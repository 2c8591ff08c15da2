//! Lifecycle roles a handler method may implement.

use std::fmt;

/// A named point in the connection lifecycle.
///
/// Each endpoint binds at most one method per role; a role with no bound
/// method is simply absent and dispatch for it is a no-op.
#[derive(Debug, Clone, Copy, PartialEq, Eq, Hash)]
pub enum Role {
    /// Runs during admission, before the upgrade handshake completes.
    BeforeHandshake,
    /// Connection admitted and handshake finished.
    OnOpen,
    /// Terminal event for a connection.
    OnClose,
    /// Text frame received.
    OnMessage,
    /// Binary frame received.
    OnBinary,
    /// Transport or dispatch error surfaced to the handler.
    OnError,
    /// Generic event (idle timeouts, custom notifications).
    OnEvent,
}

impl Role {
    pub const ALL: [Role; 7] = [
        Role::BeforeHandshake,
        Role::OnOpen,
        Role::OnClose,
        Role::OnMessage,
        Role::OnBinary,
        Role::OnError,
        Role::OnEvent,
    ];

    pub fn as_str(&self) -> &'static str {
        match self {
            Role::BeforeHandshake => "before-handshake",
            Role::OnOpen => "on-open",
            Role::OnClose => "on-close",
            Role::OnMessage => "on-message",
            Role::OnBinary => "on-binary",
            Role::OnError => "on-error",
            Role::OnEvent => "on-event",
        }
    }
}

impl fmt::Display for Role {
    fn fmt(&self, f: &mut fmt::Formatter<'_>) -> fmt::Result {
        f.write_str(self.as_str())
    }
}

* Task description:
Write out the material again, exactly as shown above.

* Solution:
repository 2c8591ff08c15da2
//! Lifecycle roles a handler method may implement.

use std::fmt;

/// A named point in the connection lifecycle.
///
/// Each endpoint binds at most one method per role; a role with no bound
/// method is simply absent and dispatch for it is a no-op.
#[derive(Debug, Clone, Copy, PartialEq, Eq, Hash)]
pub enum Role {
    /// Runs during admission, before the upgrade handshake completes.
    BeforeHandshake,
    /// Connection admitted and handshake finished.
    OnOpen,
    /// Terminal event for a connection.
    OnClose,
    /// Text frame received.
    OnMessage,
    /// Binary frame received.
    OnBinary,
    /// Transport or dispatch error surfaced to the handler.
    OnError,
    /// Generic event (idle timeouts, custom notifications).
    OnEvent,
}

impl Role {
    pub const ALL: [Role; 7] = [
        Role::BeforeHandshake,
        Role::OnOpen,
        Role::OnClose,
        Role::OnMessage,
        Role::OnBinary,
        Role::OnError,
        Role::OnEvent,
    ];

    pub fn as_str(&self) -> &'static str {
        match self {
            Role::BeforeHandshake => "before-handshake",
            Role::OnOpen => "on-open",
            Role::OnClose => "on-close",
            Role::OnMessage => "on-message",
            Role::OnBinary => "on-binary",
            Role::OnError => "on-error",
            Role::OnEvent => "on-event",
        }
    }
}

impl fmt::Display for Role {
    fn fmt(&self, f: &mut fmt::Formatter<'_>) -> fmt::Result {
        f.write_str(self.as_str())
    }
}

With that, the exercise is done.